Dataset entries:
^^^^^^^^

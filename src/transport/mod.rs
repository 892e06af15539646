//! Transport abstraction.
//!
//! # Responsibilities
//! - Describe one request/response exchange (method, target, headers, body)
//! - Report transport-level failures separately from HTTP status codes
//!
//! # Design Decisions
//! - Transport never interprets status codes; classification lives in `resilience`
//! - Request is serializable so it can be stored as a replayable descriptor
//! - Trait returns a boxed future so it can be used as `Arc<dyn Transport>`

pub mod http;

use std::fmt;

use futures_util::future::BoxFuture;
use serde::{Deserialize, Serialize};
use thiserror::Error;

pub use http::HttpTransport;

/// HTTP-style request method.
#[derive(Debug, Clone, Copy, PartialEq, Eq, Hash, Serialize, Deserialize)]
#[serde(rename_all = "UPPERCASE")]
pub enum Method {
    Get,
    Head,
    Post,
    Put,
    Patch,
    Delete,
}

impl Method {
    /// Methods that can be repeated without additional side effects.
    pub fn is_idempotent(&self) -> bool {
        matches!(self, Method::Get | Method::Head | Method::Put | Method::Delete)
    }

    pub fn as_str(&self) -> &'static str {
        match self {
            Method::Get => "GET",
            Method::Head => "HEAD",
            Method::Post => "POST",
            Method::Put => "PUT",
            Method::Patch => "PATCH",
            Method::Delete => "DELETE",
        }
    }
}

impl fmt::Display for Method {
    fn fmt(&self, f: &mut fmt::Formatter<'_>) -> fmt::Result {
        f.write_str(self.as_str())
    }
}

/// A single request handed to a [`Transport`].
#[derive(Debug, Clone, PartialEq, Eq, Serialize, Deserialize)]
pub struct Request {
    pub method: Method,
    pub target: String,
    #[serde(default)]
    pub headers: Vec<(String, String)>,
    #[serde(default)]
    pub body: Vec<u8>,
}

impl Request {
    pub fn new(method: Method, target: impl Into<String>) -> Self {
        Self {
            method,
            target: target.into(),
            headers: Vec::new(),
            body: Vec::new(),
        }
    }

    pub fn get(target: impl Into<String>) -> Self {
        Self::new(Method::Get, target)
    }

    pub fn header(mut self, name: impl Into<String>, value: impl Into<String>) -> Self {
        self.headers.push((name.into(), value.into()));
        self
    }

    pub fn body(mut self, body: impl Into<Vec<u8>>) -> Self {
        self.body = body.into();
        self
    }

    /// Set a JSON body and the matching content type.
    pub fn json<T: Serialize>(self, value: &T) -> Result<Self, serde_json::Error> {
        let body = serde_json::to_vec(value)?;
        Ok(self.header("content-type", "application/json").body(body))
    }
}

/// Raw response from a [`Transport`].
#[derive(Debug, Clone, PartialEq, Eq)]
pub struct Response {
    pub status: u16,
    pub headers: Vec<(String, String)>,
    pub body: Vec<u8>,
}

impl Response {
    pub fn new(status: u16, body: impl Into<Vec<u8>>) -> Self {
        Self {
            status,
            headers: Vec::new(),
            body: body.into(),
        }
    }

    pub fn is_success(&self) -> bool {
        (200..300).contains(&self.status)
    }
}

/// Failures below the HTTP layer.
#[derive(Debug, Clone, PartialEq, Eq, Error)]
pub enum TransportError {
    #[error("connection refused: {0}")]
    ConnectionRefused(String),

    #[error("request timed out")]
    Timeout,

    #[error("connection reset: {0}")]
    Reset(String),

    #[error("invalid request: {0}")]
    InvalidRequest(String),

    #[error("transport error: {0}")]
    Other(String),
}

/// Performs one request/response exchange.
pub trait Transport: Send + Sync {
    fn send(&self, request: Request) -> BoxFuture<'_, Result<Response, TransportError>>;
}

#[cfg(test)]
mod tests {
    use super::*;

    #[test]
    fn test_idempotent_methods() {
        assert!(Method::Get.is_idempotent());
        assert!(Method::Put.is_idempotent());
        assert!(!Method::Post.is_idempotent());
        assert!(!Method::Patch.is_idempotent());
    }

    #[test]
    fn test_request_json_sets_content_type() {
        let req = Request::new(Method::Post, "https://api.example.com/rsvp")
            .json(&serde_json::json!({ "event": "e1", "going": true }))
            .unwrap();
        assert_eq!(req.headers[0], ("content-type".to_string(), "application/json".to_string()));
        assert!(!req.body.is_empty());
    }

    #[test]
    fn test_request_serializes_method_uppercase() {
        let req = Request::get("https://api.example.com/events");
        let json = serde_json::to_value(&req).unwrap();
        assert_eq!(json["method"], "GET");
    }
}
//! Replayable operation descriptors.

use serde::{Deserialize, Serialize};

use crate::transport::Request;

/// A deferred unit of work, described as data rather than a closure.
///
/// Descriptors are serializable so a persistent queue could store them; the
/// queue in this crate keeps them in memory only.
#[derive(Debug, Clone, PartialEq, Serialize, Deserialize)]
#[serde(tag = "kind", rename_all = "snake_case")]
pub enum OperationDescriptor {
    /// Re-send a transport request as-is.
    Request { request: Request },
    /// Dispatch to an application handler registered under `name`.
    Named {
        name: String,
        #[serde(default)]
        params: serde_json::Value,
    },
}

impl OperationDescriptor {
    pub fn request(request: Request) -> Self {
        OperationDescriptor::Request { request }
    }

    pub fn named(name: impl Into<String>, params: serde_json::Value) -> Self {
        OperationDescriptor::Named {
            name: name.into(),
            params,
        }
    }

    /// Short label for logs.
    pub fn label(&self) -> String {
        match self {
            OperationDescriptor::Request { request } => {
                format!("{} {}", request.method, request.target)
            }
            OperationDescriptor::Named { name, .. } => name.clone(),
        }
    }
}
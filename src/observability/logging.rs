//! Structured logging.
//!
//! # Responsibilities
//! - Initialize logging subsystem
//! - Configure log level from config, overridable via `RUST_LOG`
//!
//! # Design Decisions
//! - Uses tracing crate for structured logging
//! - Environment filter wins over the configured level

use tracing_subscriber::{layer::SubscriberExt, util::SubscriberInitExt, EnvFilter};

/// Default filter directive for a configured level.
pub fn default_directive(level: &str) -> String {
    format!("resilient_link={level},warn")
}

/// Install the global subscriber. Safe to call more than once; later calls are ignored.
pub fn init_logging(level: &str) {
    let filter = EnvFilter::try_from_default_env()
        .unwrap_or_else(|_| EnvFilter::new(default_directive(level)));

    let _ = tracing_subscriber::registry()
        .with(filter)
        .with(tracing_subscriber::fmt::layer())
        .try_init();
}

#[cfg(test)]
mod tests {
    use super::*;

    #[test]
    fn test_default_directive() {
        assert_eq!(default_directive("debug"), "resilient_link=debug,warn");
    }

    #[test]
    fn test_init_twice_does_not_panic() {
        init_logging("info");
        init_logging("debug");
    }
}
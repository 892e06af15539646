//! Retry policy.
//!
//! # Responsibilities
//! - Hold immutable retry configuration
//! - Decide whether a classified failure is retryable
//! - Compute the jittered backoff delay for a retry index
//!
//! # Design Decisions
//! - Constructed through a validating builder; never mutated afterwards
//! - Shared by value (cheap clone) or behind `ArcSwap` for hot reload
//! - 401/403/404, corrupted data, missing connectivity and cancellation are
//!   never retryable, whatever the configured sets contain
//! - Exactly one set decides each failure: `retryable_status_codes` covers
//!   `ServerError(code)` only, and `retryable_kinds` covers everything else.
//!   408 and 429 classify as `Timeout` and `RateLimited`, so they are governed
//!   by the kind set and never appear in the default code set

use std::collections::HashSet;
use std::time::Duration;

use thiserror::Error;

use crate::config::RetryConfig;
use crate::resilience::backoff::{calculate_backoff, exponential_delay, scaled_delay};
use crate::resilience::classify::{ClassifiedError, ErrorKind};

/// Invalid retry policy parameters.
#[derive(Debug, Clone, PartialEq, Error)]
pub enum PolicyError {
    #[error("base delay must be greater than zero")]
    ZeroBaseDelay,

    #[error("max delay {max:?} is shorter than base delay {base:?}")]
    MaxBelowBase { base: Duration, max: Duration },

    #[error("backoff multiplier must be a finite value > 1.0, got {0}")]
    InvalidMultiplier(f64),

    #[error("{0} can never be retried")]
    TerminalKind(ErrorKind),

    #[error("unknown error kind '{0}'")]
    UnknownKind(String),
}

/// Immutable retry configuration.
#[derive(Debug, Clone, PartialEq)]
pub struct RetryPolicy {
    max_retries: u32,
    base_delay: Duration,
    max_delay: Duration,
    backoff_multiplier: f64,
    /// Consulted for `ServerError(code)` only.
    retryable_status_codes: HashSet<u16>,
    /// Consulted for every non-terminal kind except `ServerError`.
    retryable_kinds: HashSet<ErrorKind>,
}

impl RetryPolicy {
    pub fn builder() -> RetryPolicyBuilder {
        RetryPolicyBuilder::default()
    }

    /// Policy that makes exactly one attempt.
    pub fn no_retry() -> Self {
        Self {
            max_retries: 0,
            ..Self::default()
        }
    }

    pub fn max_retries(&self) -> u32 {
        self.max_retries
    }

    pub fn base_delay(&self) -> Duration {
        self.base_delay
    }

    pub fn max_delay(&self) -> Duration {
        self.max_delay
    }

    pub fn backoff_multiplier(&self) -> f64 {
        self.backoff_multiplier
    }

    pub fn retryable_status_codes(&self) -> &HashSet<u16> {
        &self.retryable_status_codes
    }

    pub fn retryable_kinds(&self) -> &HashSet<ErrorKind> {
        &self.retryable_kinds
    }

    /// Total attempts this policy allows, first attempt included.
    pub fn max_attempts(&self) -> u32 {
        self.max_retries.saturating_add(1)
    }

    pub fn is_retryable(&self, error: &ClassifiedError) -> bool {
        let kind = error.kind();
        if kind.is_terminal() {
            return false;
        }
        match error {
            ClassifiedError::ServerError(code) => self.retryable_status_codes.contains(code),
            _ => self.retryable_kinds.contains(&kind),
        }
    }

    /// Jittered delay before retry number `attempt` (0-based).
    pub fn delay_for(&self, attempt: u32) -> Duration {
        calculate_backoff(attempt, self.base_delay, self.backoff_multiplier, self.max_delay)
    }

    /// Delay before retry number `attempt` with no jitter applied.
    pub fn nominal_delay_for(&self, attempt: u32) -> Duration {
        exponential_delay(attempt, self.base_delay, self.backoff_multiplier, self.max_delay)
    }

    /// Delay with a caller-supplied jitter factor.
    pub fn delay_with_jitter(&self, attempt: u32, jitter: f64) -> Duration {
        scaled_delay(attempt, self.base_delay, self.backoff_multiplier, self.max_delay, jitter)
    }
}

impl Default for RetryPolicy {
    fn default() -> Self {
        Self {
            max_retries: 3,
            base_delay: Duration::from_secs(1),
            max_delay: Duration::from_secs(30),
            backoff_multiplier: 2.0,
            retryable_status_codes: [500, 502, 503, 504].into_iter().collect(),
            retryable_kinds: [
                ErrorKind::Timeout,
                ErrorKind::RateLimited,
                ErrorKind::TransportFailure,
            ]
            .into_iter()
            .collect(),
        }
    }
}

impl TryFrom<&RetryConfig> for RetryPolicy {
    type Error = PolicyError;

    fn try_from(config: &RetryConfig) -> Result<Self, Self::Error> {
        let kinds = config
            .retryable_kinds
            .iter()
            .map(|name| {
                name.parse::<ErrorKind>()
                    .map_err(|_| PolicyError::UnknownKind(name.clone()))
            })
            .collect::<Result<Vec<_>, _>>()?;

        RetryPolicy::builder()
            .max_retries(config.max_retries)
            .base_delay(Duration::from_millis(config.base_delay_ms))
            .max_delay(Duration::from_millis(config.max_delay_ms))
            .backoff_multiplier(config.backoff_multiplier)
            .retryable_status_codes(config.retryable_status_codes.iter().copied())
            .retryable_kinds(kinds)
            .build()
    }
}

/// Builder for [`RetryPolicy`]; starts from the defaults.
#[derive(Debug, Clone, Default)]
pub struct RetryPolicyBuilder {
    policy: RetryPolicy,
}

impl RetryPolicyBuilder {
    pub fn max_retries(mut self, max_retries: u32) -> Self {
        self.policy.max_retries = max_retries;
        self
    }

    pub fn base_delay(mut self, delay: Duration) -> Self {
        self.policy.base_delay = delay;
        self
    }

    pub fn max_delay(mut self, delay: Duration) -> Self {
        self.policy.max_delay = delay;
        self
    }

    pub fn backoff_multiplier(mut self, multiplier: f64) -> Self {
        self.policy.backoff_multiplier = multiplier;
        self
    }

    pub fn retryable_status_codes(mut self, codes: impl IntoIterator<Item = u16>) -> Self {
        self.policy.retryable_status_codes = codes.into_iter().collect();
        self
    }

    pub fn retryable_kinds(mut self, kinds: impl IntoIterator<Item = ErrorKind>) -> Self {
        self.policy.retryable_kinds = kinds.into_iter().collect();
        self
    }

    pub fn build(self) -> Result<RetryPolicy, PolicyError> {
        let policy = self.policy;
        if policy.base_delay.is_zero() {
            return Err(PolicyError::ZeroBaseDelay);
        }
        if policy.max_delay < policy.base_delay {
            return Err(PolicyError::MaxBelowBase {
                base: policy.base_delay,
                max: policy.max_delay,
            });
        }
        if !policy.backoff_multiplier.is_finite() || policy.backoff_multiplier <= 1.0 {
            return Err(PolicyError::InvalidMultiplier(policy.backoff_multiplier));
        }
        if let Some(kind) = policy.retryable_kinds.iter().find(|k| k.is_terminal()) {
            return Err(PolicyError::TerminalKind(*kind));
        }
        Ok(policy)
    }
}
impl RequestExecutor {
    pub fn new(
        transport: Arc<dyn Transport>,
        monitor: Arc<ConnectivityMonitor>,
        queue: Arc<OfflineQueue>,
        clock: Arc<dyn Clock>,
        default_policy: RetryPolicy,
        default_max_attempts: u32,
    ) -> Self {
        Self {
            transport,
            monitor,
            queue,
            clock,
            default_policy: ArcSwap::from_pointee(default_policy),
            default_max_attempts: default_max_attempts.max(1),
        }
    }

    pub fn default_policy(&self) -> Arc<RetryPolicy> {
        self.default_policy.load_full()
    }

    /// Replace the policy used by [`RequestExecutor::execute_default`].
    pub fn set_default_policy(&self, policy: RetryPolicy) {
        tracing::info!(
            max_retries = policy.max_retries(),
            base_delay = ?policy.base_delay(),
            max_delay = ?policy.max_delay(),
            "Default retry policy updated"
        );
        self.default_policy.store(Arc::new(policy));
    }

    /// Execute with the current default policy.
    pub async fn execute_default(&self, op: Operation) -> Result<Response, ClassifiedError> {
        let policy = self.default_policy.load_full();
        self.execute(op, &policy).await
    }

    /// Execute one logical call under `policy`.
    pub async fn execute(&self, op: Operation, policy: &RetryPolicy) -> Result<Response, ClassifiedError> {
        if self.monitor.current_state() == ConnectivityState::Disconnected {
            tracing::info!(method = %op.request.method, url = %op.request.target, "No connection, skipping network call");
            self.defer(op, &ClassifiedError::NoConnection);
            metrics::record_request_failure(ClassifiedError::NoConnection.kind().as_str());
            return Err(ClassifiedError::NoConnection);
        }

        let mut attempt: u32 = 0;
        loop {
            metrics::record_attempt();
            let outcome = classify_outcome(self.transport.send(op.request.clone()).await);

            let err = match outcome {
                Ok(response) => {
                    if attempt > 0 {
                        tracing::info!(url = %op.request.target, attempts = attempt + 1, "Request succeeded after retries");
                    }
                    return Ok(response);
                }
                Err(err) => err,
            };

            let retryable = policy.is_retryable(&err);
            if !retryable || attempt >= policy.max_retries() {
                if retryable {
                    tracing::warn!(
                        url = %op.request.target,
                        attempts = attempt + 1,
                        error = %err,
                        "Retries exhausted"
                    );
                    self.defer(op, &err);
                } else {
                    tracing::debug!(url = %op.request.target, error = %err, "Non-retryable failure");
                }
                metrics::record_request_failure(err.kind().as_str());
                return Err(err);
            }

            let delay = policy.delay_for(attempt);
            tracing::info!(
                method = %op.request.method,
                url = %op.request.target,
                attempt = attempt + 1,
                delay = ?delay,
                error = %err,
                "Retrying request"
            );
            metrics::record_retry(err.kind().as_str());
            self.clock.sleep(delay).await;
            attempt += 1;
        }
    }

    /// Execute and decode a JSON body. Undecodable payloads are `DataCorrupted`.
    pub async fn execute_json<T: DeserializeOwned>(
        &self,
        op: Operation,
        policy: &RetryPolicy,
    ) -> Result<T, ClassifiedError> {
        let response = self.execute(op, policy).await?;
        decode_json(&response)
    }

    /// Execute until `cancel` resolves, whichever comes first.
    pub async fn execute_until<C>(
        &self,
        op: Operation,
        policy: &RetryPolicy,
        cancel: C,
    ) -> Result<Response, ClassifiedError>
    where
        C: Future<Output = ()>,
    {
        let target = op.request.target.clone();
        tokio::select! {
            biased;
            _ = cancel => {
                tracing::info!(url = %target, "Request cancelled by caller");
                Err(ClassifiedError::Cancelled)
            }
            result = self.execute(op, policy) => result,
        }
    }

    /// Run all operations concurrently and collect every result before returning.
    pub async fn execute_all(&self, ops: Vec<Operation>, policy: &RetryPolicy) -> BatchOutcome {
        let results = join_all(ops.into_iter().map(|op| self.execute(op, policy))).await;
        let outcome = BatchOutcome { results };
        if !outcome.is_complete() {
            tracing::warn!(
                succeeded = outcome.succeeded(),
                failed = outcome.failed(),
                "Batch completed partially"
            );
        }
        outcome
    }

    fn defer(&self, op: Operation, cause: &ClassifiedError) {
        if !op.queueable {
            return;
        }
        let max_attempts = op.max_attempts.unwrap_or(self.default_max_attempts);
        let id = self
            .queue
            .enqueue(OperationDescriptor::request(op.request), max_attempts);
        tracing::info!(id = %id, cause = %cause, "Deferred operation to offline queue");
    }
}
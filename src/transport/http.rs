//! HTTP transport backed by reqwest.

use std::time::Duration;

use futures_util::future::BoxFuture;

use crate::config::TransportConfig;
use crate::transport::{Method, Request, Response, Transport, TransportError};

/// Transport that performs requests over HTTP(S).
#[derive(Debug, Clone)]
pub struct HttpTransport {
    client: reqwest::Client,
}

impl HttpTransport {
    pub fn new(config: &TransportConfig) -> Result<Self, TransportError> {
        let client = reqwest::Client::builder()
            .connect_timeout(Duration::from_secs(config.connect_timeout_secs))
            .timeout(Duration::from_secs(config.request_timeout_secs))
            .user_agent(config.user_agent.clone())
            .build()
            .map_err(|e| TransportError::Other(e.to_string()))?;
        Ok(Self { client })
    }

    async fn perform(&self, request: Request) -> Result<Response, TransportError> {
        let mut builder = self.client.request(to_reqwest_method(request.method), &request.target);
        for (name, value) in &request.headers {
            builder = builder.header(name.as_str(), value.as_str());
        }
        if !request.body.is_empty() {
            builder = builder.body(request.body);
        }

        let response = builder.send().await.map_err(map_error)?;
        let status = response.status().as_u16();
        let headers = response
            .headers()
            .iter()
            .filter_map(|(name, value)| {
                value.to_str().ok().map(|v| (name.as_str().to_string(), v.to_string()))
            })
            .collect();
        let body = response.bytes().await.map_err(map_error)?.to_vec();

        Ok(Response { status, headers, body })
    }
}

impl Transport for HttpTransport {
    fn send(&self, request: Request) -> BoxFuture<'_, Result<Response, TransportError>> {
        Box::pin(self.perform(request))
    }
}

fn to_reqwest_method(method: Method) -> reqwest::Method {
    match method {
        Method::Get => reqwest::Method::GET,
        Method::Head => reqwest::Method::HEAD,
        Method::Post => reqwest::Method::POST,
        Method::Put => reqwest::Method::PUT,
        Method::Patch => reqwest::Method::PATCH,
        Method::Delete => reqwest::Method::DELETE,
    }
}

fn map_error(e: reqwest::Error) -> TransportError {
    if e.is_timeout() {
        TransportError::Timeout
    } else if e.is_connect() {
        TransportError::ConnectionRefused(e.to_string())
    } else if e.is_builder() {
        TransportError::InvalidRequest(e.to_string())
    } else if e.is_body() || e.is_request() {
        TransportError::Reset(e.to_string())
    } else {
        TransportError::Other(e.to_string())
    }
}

^^^^^^^^

### Your objective
Select every line above that contains the word "await", and copy it.

### Exercise answer
        self.execute(op, &policy).await
            let outcome = classify_outcome(self.transport.send(op.request.clone()).await);
            self.clock.sleep(delay).await;
        let response = self.execute(op, policy).await?;
        let results = join_all(ops.into_iter().map(|op| self.execute(op, policy))).await;
        let response = builder.send().await.map_err(map_error)?;
        let body = response.bytes().await.map_err(map_error)?.to_vec();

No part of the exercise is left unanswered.